So a concrete example of the workaround is to change:
{code}
public void browseName() throws IOException {
List<Field> fields = new ArrayList<Field>();
fields.add(new Field("First", Schema.create(Type.STRING), null, null));
fields.add(new Field("Last", Schema.create(Type.STRING), null, null));
Schema extractSchema = Schema.createRecord(fields);
DataFileReader<Record> reader = new DataFileReader<Record>(new File(
fileName), new GenericDatumReader<Record>(extractSchema));
try {
while (reader.hasNext()) {
Record person = reader.next();
System.out.print(person.get("First").toString() + " " +
person.get("Last").toString() + "\t");
}
} finally {
reader.close();
}
}
{code}
{code}
public void browseName() throws IOException {
DataFileReader<Record> reader = new DataFileReader<Record>(new File(
fileName), new GenericDatumReader<Record>());
try {
while (reader.hasNext()) {
Record person = reader.next();
System.out.print(person.get("First").toString() + " " +
person.get("Last").toString() + "\t");
}
} finally {
reader.close();
}
}
{code}
On Apr 15, 2010, at 10:15 AM, Scott Carey wrote:
> It appears there is a bug in the ResolvingDecoder when the actual schema has
> trailing fields not in the expected schema.

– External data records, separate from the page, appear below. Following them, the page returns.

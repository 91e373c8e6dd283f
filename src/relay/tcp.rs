// ABOUTME: TCP relay forwarding local ports to remote peers behind a shared pause gate
// ABOUTME: Pausing closes the gate and drains every open pair across all routes

//! Multi-target TCP relay.
//!
//! Every route gets its own listener and accept loop; all of them share one
//! `canConnect` gate and one [`ConnectionRegistry`] behind a single mutex, so a
//! pause cannot race an accept: a pair is either registered before the gate
//! closes (and gets drained) or sees the closed gate and is dropped.
//!
//! ```text
//!   client ──▶ :26666 ─┐                       ┌──▶ peer-a:26656
//!   client ──▶ :26667 ─┼─▶ gate ─▶ registry ──┼──▶ peer-b:26656
//!   client ──▶ :26668 ─┘                       └──▶ peer-c:46656
//! ```

use std::net::SocketAddr;
use std::sync::Arc;
use std::time::Duration;

use serde::{Deserialize, Serialize};
use thiserror::Error;
use tokio::io::copy_bidirectional;
use tokio::net::{TcpListener, TcpStream};
use tokio::sync::Mutex;
use tokio::task::JoinHandle;
use tracing::{debug, error, info, warn};

use super::registry::{ConnectionInfo, ConnectionRegistry};
use super::table::{RelayRoute, RelayTable};

/// Default time allowed for the outbound connect
pub const DEFAULT_CONNECT_TIMEOUT: Duration = Duration::from_secs(10);

/// Errors that can occur starting the relay
#[derive(Debug, Error)]
pub enum RelayError {
    /// Failed to bind a route's listener
    #[error("Failed to bind TCP listener on {addr}: {source}")]
    BindFailed {
        /// Address that could not be bound
        addr: String,
        /// Underlying error
        #[source]
        source: std::io::Error,
    },
}

/// Gate state and open connection count
#[derive(Debug, Clone, Copy, PartialEq, Eq, Serialize, Deserialize)]
#[serde(rename_all = "camelCase")]
pub struct RelayStatus {
    /// Whether new connections are accepted
    pub can_connect: bool,
    /// Number of open pairs
    pub connections: usize,
}

/// Relay status after a pause, with drain counters
#[derive(Debug, Clone, Copy, PartialEq, Eq, Serialize, Deserialize)]
#[serde(rename_all = "camelCase")]
pub struct PauseReport {
    /// Whether new connections are accepted
    pub can_connect: bool,
    /// Number of open pairs left
    pub connections: usize,
    /// Pairs this pause closed
    pub connections_just_closed: usize,
    /// Pairs that were already torn down when the pause reached them
    pub connections_already_closed: usize,
}

/// State shared by every accept loop and the control side
struct RelayShared {
    can_connect: bool,
    registry: ConnectionRegistry,
}

impl RelayShared {
    fn status(&self) -> RelayStatus {
        RelayStatus {
            can_connect: self.can_connect,
            connections: self.registry.len(),
        }
    }
}

/// TCP relay over a set of routes with one shared pause gate
pub struct TcpRelay {
    table: RelayTable,
    listen_host: String,
    connect_timeout: Duration,
    shared: Arc<Mutex<RelayShared>>,
    listeners: std::sync::Mutex<Vec<JoinHandle<()>>>,
}

impl TcpRelay {
    /// Create a relay; it starts with new connections enabled
    pub fn new(table: RelayTable, listen_host: impl Into<String>, connect_timeout: Duration) -> Self {
        Self {
            table,
            listen_host: listen_host.into(),
            connect_timeout,
            shared: Arc::new(Mutex::new(RelayShared {
                can_connect: true,
                registry: ConnectionRegistry::new(),
            })),
            listeners: std::sync::Mutex::new(Vec::new()),
        }
    }

    /// Configured routes
    pub const fn table(&self) -> &RelayTable {
        &self.table
    }

    /// Bind every route and start accepting.
    ///
    /// All listeners are bound before any accept loop starts, so a bind failure
    /// leaves nothing running. Returns the bound addresses in route order.
    pub async fn start(&self) -> Result<Vec<SocketAddr>, RelayError> {
        info!(routes = ?self.table.routes(), "Relay config");

        let mut bound = Vec::with_capacity(self.table.routes().len());
        for route in self.table.routes() {
            let addr = format!("{}:{}", self.listen_host, route.local_port);
            let listener = TcpListener::bind(&addr)
                .await
                .map_err(|source| RelayError::BindFailed { addr, source })?;
            bound.push((listener, route.clone()));
        }

        let mut addrs = Vec::with_capacity(bound.len());
        for (listener, route) in bound {
            if let Ok(addr) = listener.local_addr() {
                addrs.push(addr);
            }
            self.serve(listener, route);
        }

        Ok(addrs)
    }

    /// Run an accept loop for `route` on an already bound listener
    pub fn serve(&self, listener: TcpListener, route: RelayRoute) {
        let shared = Arc::clone(&self.shared);
        let connect_timeout = self.connect_timeout;

        let handle = tokio::spawn(accept_loop(listener, route, shared, connect_timeout));

        if let Ok(mut listeners) = self.listeners.lock() {
            listeners.push(handle);
        }
    }

    /// Disable new connections and close every open pair.
    ///
    /// Idempotent: pausing a paused relay only reports.
    pub async fn pause(&self) -> PauseReport {
        let mut shared = self.shared.lock().await;

        if shared.can_connect {
            info!("Disabling new connections");
            shared.can_connect = false;
        } else {
            debug!("New connections already disabled");
        }

        if !shared.registry.is_empty() {
            info!(connections = shared.registry.len(), "Closing/cleaning up connections");
        }
        let drained = shared.registry.drain();

        PauseReport {
            can_connect: shared.can_connect,
            connections: shared.registry.len(),
            connections_just_closed: drained.just_closed,
            connections_already_closed: drained.already_closed,
        }
    }

    /// Enable new connections; nothing is reopened
    pub async fn resume(&self) -> RelayStatus {
        let mut shared = self.shared.lock().await;
        if !shared.can_connect {
            info!("Enabling new connections");
            shared.can_connect = true;
        }
        shared.status()
    }

    /// Gate state and open connection count
    pub async fn status(&self) -> RelayStatus {
        self.shared.lock().await.status()
    }

    /// Endpoints of every open pair
    pub async fn connections(&self) -> Vec<ConnectionInfo> {
        self.shared.lock().await.registry.connections()
    }
}

impl Drop for TcpRelay {
    fn drop(&mut self) {
        if let Ok(listeners) = self.listeners.get_mut() {
            for handle in listeners.drain(..) {
                handle.abort();
            }
        }
    }
}

/// Accept loop for one route, runs until the relay is dropped
async fn accept_loop(
    listener: TcpListener,
    route: RelayRoute,
    shared: Arc<Mutex<RelayShared>>,
    connect_timeout: Duration,
) {
    info!(route = %route, "Relay accept loop started");

    loop {
        match listener.accept().await {
            Ok((inbound, client)) => {
                tokio::spawn(handle_inbound(
                    inbound,
                    client,
                    route.clone(),
                    Arc::clone(&shared),
                    connect_timeout,
                ));
            }
            Err(e) => {
                error!(route = %route, error = %e, "Accept error");
                tokio::time::sleep(Duration::from_millis(100)).await;
            }
        }
    }
}

/// Relay one inbound connection, if the gate allows it
async fn handle_inbound(
    mut inbound: TcpStream,
    client: SocketAddr,
    route: RelayRoute,
    shared: Arc<Mutex<RelayShared>>,
    connect_timeout: Duration,
) {
    if !shared.lock().await.can_connect {
        info!(route = %route, client = %client, "Rejected");
        return;
    }

    debug!(route = %route, client = %client, "Connecting");

    let connect = TcpStream::connect((route.remote_host.as_str(), route.remote_port));
    let mut upstream = match tokio::time::timeout(connect_timeout, connect).await {
        Ok(Ok(stream)) => stream,
        Ok(Err(e)) => {
            log_connect_failure(&route, &e);
            return;
        }
        Err(_) => {
            warn!(route = %route, timeout = ?connect_timeout, "Connect timed out");
            return;
        }
    };

    let upstream_addr = match upstream.peer_addr() {
        Ok(addr) => addr,
        Err(e) => {
            log_connect_failure(&route, &e);
            return;
        }
    };

    let info = ConnectionInfo {
        route: route.clone(),
        client,
        upstream: upstream_addr,
    };

    // The gate may have closed while connecting
    let (id, mut closed) = {
        let mut shared = shared.lock().await;
        if !shared.can_connect {
            info!(route = %route, client = %client, "Rejected after connect, relay paused");
            return;
        }
        shared.registry.insert(info)
    };

    info!(route = %route, client = %client, id = %id, "Connected");

    tokio::select! {
        result = copy_bidirectional(&mut inbound, &mut upstream) => {
            match result {
                Ok((to_remote, to_client)) => {
                    debug!(id = %id, to_remote = to_remote, to_client = to_client, "Connection closed");
                }
                Err(e) => {
                    debug!(id = %id, error = %e, "Connection ended with error");
                }
            }
        }
        _ = &mut closed => {
            debug!(id = %id, "Force closing connection");
        }
    }

    // A drain that runs before the removal below must see this pair as already closed
    drop(closed);
    drop(inbound);
    drop(upstream);

    shared.lock().await.registry.remove(id);
}

fn log_connect_failure(route: &RelayRoute, e: &std::io::Error) {
    use std::io::ErrorKind;

    match e.kind() {
        ErrorKind::ConnectionRefused
        | ErrorKind::TimedOut
        | ErrorKind::ConnectionReset
        | ErrorKind::ConnectionAborted => {
            warn!(route = %route, kind = ?e.kind(), "Connect failed");
        }
        _ => {
            error!(route = %route, error = %e, "Connect failed");
        }
    }
}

I have not had time to track it
> down. I filed a JIRA ticket: https://issues.apache.org/jira/browse/AVRO-517.
>
> I have a suggested work-around. You probably don't want to explicitly use a
> different reader schema than the file. The primary use case of the schema
> resolving is for schema evolution and migration. Most of the time a single
> version of an application will want to use a single schema to represent the
> data.
> If you simply want to read 2 of 3 fields, read 2 of three fields from the
> full schema -- don't define a schema with only 2 of the three fields.
> Every client can use the full "Person" schema, but wrapper classes or helper
> methods can read the subset of the fields they want to.
>
> In the example below, browseAge() and browseName() can use personSchema,
> there is no need to create or manage the other two schemas. I am not sure if
> that applies to your real-world usage, but it likely does.
>
> -Scott
>
> On Apr 13, 2010, at 12:04 AM, Lurga wrote:
>
>> Hi,
>> 27
>> 20
>> 31
>> Dante Hicks
>> Exception in thread "main" org.apache.avro.AvroRuntimeException:
>> java.io.EOFException
>> at org.apache.avro.file.DataFileStream.next(DataFileStream.java:184)
>> at cn.znest.test.avro.AddressBook.browseName(AddressBook.java:91)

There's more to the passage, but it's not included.